From the records below, transcribe exactly the lines that begin at the line with "let video_id = first_video_id(&data);" and end at the line with "fn build_query(title: &str, year: &str, keywords: &str)", both included.

--- RECORDS FOR THIS EXERCISE Enclosed Below ---

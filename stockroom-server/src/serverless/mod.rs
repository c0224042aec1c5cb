//! Serverless invocation adapter.
//!
//! Bridges a platform invocation event onto the same router the
//! long-running server uses: the schema check runs first, path fields are
//! normalized to drop the deployment-stage prefix, the event is dispatched
//! as one HTTP request, and idle reclamation is consulted only after the
//! response has been built.

pub mod event;
pub mod invoke;
pub mod normalize;

pub use event::{InvocationEvent, InvocationResponse, RequestContext};
pub use invoke::handle_invocation;
pub use normalize::normalize;
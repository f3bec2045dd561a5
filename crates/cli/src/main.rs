use std::collections::HashMap;
use std::path::PathBuf;

use anyhow::{Context, bail};
use clap::{CommandFactory, Parser};
use tracing::{info, warn};
use tracing_subscriber::EnvFilter;

use trailfetch_cli::batch;
use trailfetch_cli::hook::{self, HookAction};
use trailfetch_cli::pipeline::Pipeline;
use trailfetch_core::Config;
use trailfetch_fetcher::{FetcherConfig, YtDlpFetcher};
use trailfetch_metadata::TmdbClient;
use trailfetch_search::YoutubeClient;

/// Download a promotional trailer into every movie/series folder of a
/// media library, or for a single title when run as a Radarr/Sonarr
/// custom-script hook.
#[derive(Parser)]
#[command(name = "trailfetch", version)]
struct Args {
    /// Library root folder to scan for missing trailers
    library_root: Option<PathBuf>,

    /// Path to the TOML config file
    #[arg(long, default_value = "trailfetch.toml")]
    config: PathBuf,
}

#[tokio::main]
async fn main() -> anyhow::Result<()> {
    let args = Args::parse();
    let env_vars: HashMap<String, String> = std::env::vars().collect();

    // Usage comes before config validation: a bare invocation should never
    // fail over a missing config file.
    if args.library_root.is_none() && !hook::is_hook_invocation(&env_vars) {
        Args::command().print_help()?;
        return Ok(());
    }

    let config = Config::load(&args.config)
        .with_context(|| format!("failed to load config from {}", args.config.display()))?;

    let default_filter = if config.log.verbose { "info" } else { "warn" };
    tracing_subscriber::fmt()
        .with_env_filter(
            EnvFilter::try_from_default_env().unwrap_or_else(|_| default_filter.into()),
        )
        .init();

    let youtube_key = config.auth.youtube_api_key.clone().unwrap_or_default();
    if youtube_key.is_empty() {
        warn!("no YouTube API key configured; trailer searches will fail");
    }

    let catalog = TmdbClient::new(config.auth.tmdb_api_key.clone());
    let search = YoutubeClient::new(youtube_key.clone());
    let fetcher = YtDlpFetcher::new(FetcherConfig::default());
    let pipeline = Pipeline::new(&config, &catalog, &search, &fetcher);

    // Hook invocations take precedence over CLI arguments.
    if let Some(action) = hook::hook_action(&env_vars) {
        info!("triggered from a media-manager hook");
        match action {
            HookAction::Validate => {
                if youtube_key.is_empty() {
                    bail!("a YouTube API key must be configured for trailer search");
                }
                info!("test successful");
            }
            HookAction::Resolve(record) => {
                let count = pipeline.resolve(&record).await?;
                info!(title = %record.title, count, "hook resolution finished");
            }
            HookAction::Skip => {}
        }
        return Ok(());
    }

    let root = args
        .library_root
        .expect("presence checked before config load");

    if !root.exists() {
        bail!("library root {} does not exist", root.display());
    }

    let count = batch::run_library(&root, &pipeline).await?;
    println!("Successfully downloaded {count} new trailers.");
    Ok(())
}
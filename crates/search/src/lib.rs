pub mod youtube;

use thiserror::Error;

pub use youtube::YoutubeClient;

#[derive(Error, Debug)]
pub enum SearchError {
    #[error("network error: {0}")]
    Network(String),
    #[error("search error: {0}")]
    Provider(String),
}

/// A short-video search service. `Ok(None)` means no acceptable match,
/// which ends a resolution attempt normally.
#[async_trait::async_trait]
pub trait VideoSearch: Send + Sync {
    async fn search(
        &self,
        title: &str,
        year: &str,
        keywords: &str,
    ) -> Result<Option<String>, SearchError>;
}
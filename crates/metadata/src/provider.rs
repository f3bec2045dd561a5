use trailfetch_core::MediaType;

use crate::{CatalogDetails, MetadataError};

/// A metadata catalog that can resolve titles to ids and ids to details.
///
/// "Not found" is a normal outcome on both operations and surfaces as
/// `Ok(None)`; only transport and status failures are errors.
#[async_trait::async_trait]
pub trait CatalogProvider: Send + Sync {
    fn name(&self) -> &str;

    /// Resolve a title/year to the catalog's id for it, or `None` when the
    /// catalog has no match (or no credential is configured).
    async fn resolve_id(
        &self,
        title: &str,
        year: &str,
        media_type: MediaType,
    ) -> Result<Option<String>, MetadataError>;

    /// Fetch original-title and original-language details for an id.
    /// `None` id short-circuits to `Ok(None)`.
    async fn details(
        &self,
        id: Option<&str>,
        media_type: MediaType,
    ) -> Result<Option<CatalogDetails>, MetadataError>;
}
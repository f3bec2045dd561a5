//! YouTube Data API v3 search client.
//!
//! https://developers.google.com/youtube/v3/docs/search/list

use tracing::{debug, info};

use crate::{SearchError, VideoSearch};

const BASE_URL: &str = "https://youtube.googleapis.com/youtube/v3";

pub struct YoutubeClient {
    api_key: String,
    base_url: String,
    client: reqwest::Client,
}

impl YoutubeClient {
    pub fn new(api_key: String) -> Self {
        Self::with_base_url(api_key, BASE_URL.to_string())
    }

    pub fn with_base_url(api_key: String, base_url: String) -> Self {
        Self {
            api_key,
            base_url,
            client: reqwest::Client::new(),
        }
    }
}

#[async_trait::async_trait]
impl VideoSearch for YoutubeClient {
    /// Search for a trailer, filtered to short videos, requesting exactly
    /// one result. Query text is `"<title> <year> <keywords>"` in that
    /// order; encoding is handled by the query-parameter serializer.
    async fn search(
        &self,
        title: &str,
        year: &str,
        keywords: &str,
    ) -> Result<Option<String>, SearchError> {
        let query = build_query(title, year, keywords);
        let url = format!("{}/search", self.base_url);
        info!(query = %query, "sending YouTube search request");

        let resp = self
            .client
            .get(&url)
            .query(&[
                ("part", "snippet"),
                ("maxResults", "1"),
                ("q", &query),
                ("type", "video"),
                ("videoDuration", "short"),
                ("key", &self.api_key),
            ])
            .send()
            .await
            .map_err(|e| SearchError::Network(e.to_string()))?;

        if !resp.status().is_success() {
            return Err(SearchError::Provider(format!(
                "YouTube returned {}",
                resp.status()
            )));
        }

        let data: serde_json::Value = resp
            .json()
            .await
            .map_err(|e| SearchError::Provider(format!("parse JSON: {e}")))?;

        let video_id = first_video_id(&data);
        if video_id.is_none() {
            debug!(query = %query, "no search results");
        }
        Ok(video_id)
    }
}

/// Title, year, keywords, space-separated in that order.
fn build_query(title: &str, year: &str, keywords: &str) -> String {
    format!("{title} {year} {keywords}")
}

fn first_video_id(data: &serde_json::Value) -> Option<String> {
    data["items"]
        .as_array()
        .and_then(|items| items.first())
        .and_then(|item| item["id"]["videoId"].as_str())
        .map(|s| s.to_string())
}
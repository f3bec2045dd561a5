//! Media-manager hook handling.
//!
//! Radarr and Sonarr custom scripts communicate through environment
//! variables. Parsing works over plain key/value pairs so it can be tested
//! without touching the ambient environment.

use std::collections::HashMap;
use std::path::PathBuf;

use tracing::warn;
use trailfetch_core::{MediaType, TitleRecord};

/// What a hook invocation asks the process to do.
#[derive(Debug, Clone, PartialEq, Eq)]
pub enum HookAction {
    /// "Test" event: check the search credential and exit.
    Validate,
    /// Resolve a trailer for exactly this title.
    Resolve(TitleRecord),
    /// Nothing to do (upgrade download, unknown event, incomplete context).
    Skip,
}

/// Whether the environment carries a media-manager event at all.
pub fn is_hook_invocation(vars: &HashMap<String, String>) -> bool {
    vars.contains_key("radarr_eventtype") || vars.contains_key("sonarr_eventtype")
}

/// Interpret environment variables as a hook invocation. `None` means this
/// is not a hook run at all and the CLI arguments apply instead.
pub fn hook_action(vars: &HashMap<String, String>) -> Option<HookAction> {
    if vars.contains_key("radarr_eventtype") {
        return Some(radarr_action(vars));
    }
    if vars.contains_key("sonarr_eventtype") {
        return Some(sonarr_action(vars));
    }
    None
}

fn radarr_action(vars: &HashMap<String, String>) -> HookAction {
    match vars["radarr_eventtype"].as_str() {
        "Test" => HookAction::Validate,
        "Download" => {
            // Upgrades re-download the movie file; the trailer is already
            // in place from the first import.
            if vars.get("radarr_isupgrade").map(String::as_str) == Some("True") {
                HookAction::Skip
            } else {
                movie_record(vars)
            }
        }
        "Rename" => movie_record(vars),
        other => {
            warn!(event = other, "ignoring unhandled Radarr event");
            HookAction::Skip
        }
    }
}

fn sonarr_action(vars: &HashMap<String, String>) -> HookAction {
    match vars["sonarr_eventtype"].as_str() {
        "Test" => HookAction::Validate,
        "Download" => {
            if vars.get("sonarr_isupgrade").map(String::as_str) == Some("True") {
                HookAction::Skip
            } else {
                series_record(vars)
            }
        }
        "Rename" => series_record(vars),
        other => {
            warn!(event = other, "ignoring unhandled Sonarr event");
            HookAction::Skip
        }
    }
}

fn movie_record(vars: &HashMap<String, String>) -> HookAction {
    let (Some(title), Some(year), Some(path)) = (
        vars.get("radarr_movie_title"),
        vars.get("radarr_movie_year"),
        vars.get("radarr_movie_path"),
    ) else {
        warn!("Radarr event is missing movie title/year/path");
        return HookAction::Skip;
    };

    let catalog_id = vars
        .get("radarr_movie_tmdbid")
        .filter(|id| !id.is_empty())
        .cloned();

    HookAction::Resolve(TitleRecord {
        title: title.clone(),
        year: year.clone(),
        media_type: MediaType::Movie,
        catalog_id,
        folder: PathBuf::from(path),
    })
}

fn series_record(vars: &HashMap<String, String>) -> HookAction {
    let (Some(title), Some(year), Some(path)) = (
        vars.get("sonarr_series_title"),
        vars.get("sonarr_series_year"),
        vars.get("sonarr_series_path"),
    ) else {
        warn!("Sonarr event is missing series title/year/path");
        return HookAction::Skip;
    };

    // Sonarr exposes no TMDB id; the pipeline resolves one.
    HookAction::Resolve(TitleRecord {
        title: title.clone(),
        year: year.clone(),
        media_type: MediaType::Series,
        catalog_id: None,
        folder: PathBuf::from(path),
    })
}
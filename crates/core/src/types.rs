use std::path::PathBuf;

use serde::{Deserialize, Serialize};

/// Kind of library item a folder was classified as.
#[derive(Debug, Clone, Copy, PartialEq, Eq, Serialize, Deserialize)]
#[serde(rename_all = "snake_case")]
pub enum MediaType {
    Movie,
    Series,
}

impl MediaType {
    pub fn as_str(self) -> &'static str {
        match self {
            Self::Movie => "movie",
            Self::Series => "series",
        }
    }
}

impl std::fmt::Display for MediaType {
    fn fmt(&self, f: &mut std::fmt::Formatter<'_>) -> std::fmt::Result {
        f.write_str(self.as_str())
    }
}

/// One title to resolve a trailer for. Built from a folder name by the
/// scanner, or from hook environment variables. Immutable for the duration
/// of a resolution attempt.
#[derive(Debug, Clone, PartialEq, Eq)]
pub struct TitleRecord {
    pub title: String,
    /// Four-digit release year, kept as text since it is only ever
    /// interpolated into queries and filenames.
    pub year: String,
    pub media_type: MediaType,
    /// Catalog id embedded in a library filename, if any. Resolved via the
    /// catalog search endpoint when absent.
    pub catalog_id: Option<String>,
    /// Folder the trailer should be saved into.
    pub folder: PathBuf,
}

impl TitleRecord {
    /// Output template for the downloader, with the extension placeholder
    /// still unresolved: `<folder>/<title> (<year>)-Trailer.%(ext)s`.
    pub fn trailer_template(&self, effective_title: &str) -> PathBuf {
        self.folder
            .join(format!("{} ({})-Trailer.%(ext)s", effective_title, self.year))
    }
}

#[cfg(test)]
mod tests {
    use super::*;

    #[test]
    fn media_type_display() {
        assert_eq!(MediaType::Movie.to_string(), "movie");
        assert_eq!(MediaType::Series.to_string(), "series");
    }

    #[test]
    fn trailer_template_uses_effective_title() {
        let rec = TitleRecord {
            title: "Alpha".into(),
            year: "2020".into(),
            media_type: MediaType::Movie,
            catalog_id: None,
            folder: PathBuf::from("/library/Alpha (2020)"),
        };
        assert_eq!(
            rec.trailer_template("Alpha"),
            PathBuf::from("/library/Alpha (2020)/Alpha (2020)-Trailer.%(ext)s")
        );
        // A resolved original-language title must flow into the filename too.
        assert_eq!(
            rec.trailer_template("Alfa"),
            PathBuf::from("/library/Alpha (2020)/Alfa (2020)-Trailer.%(ext)s")
        );
    }
}
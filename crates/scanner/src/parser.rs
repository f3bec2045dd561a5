use regex::Regex;
use std::sync::LazyLock;

/// Filename endings that mark a folder as already having a trailer.
static TRAILER_SUFFIXES: &[&str] = &["-trailer.mp4", "-trailer.mkv"];

// "Title (2024)" at the start of a folder or file name
static RE_TITLE_YEAR: LazyLock<Regex> =
    LazyLock::new(|| Regex::new(r"^(.+?) \((\d{4})\)").unwrap());

// Embedded catalog id: "Title (2024) ... tmdb-12345 ..."
static RE_TMDB_ID: LazyLock<Regex> =
    LazyLock::new(|| Regex::new(r"^.+? \(\d{4}\).*tmdb-(\d+)").unwrap());

/// Check whether a filename marks an already-downloaded trailer
/// (case-insensitive `-trailer.mp4` / `-trailer.mkv`).
pub fn has_trailer_suffix(filename: &str) -> bool {
    let lower = filename.to_lowercase();
    TRAILER_SUFFIXES.iter().any(|suf| lower.ends_with(suf))
}

/// Parse `<title> (<4-digit-year>)` off the front of a name. Anything after
/// the year (release-group tags, ids) is ignored.
pub fn parse_title_year(name: &str) -> Option<(String, String)> {
    let caps = RE_TITLE_YEAR.captures(name)?;
    Some((caps[1].trim().to_string(), caps[2].to_string()))
}

/// Extract an embedded `tmdb-<digits>` catalog id from a file stem.
/// Absence is normal; the pipeline resolves the id over the network instead.
pub fn extract_tmdb_id(stem: &str) -> Option<String> {
    RE_TMDB_ID
        .captures(stem)
        .map(|caps| caps[1].to_string())
}

/// Strip the extension off a filename.
pub fn file_stem(filename: &str) -> &str {
    match filename.rfind('.') {
        Some(pos) => &filename[..pos],
        None => filename,
    }
}

#[cfg(test)]
mod tests {
    use super::*;

    #[test]
    fn trailer_suffix_matches_case_insensitive() {
        assert!(has_trailer_suffix("Alpha (2020)-Trailer.mp4"));
        assert!(has_trailer_suffix("alpha (2020)-trailer.MKV"));
        assert!(has_trailer_suffix("Beta-TRAILER.Mp4"));
        assert!(!has_trailer_suffix("Alpha (2020).mp4"));
        assert!(!has_trailer_suffix("Alpha (2020)-Trailer.avi"));
    }

    #[test]
    fn title_year_from_folder_name() {
        assert_eq!(
            parse_title_year("The Matrix (1999)"),
            Some(("The Matrix".into(), "1999".into()))
        );
        assert_eq!(
            parse_title_year("Alpha (2020) [1080p]"),
            Some(("Alpha".into(), "2020".into()))
        );
    }

    #[test]
    fn title_year_requires_pattern() {
        assert_eq!(parse_title_year("Some Random Folder"), None);
        assert_eq!(parse_title_year("Movie (20)"), None);
        assert_eq!(parse_title_year("(2020)"), None);
    }

    #[test]
    fn tmdb_id_from_file_stem() {
        assert_eq!(
            extract_tmdb_id("Alpha (2020) [tmdb-651881] Bluray-1080p"),
            Some("651881".into())
        );
        assert_eq!(
            extract_tmdb_id("Alpha (2020) {tmdb-7} x265"),
            Some("7".into())
        );
        assert_eq!(extract_tmdb_id("Alpha (2020) Bluray-1080p"), None);
        // Pattern needs the title/year prefix too.
        assert_eq!(extract_tmdb_id("tmdb-651881"), None);
    }

    #[test]
    fn stem_strips_last_extension() {
        assert_eq!(file_stem("Alpha (2020).mkv"), "Alpha (2020)");
        assert_eq!(file_stem("no extension"), "no extension");
        assert_eq!(file_stem("a.b.c.mp4"), "a.b.c");
    }
}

--- End of Enclosed RECORDS FOR THIS EXERCISE ---

EXERCISE RESULT:
        let video_id = first_video_id(&data);
        if video_id.is_none() {
            debug!(query = %query, "no search results");
        }
        Ok(video_id)
    }
}

/// Title, year, keywords, space-separated in that order.
fn build_query(title: &str, year: &str, keywords: &str) -> String {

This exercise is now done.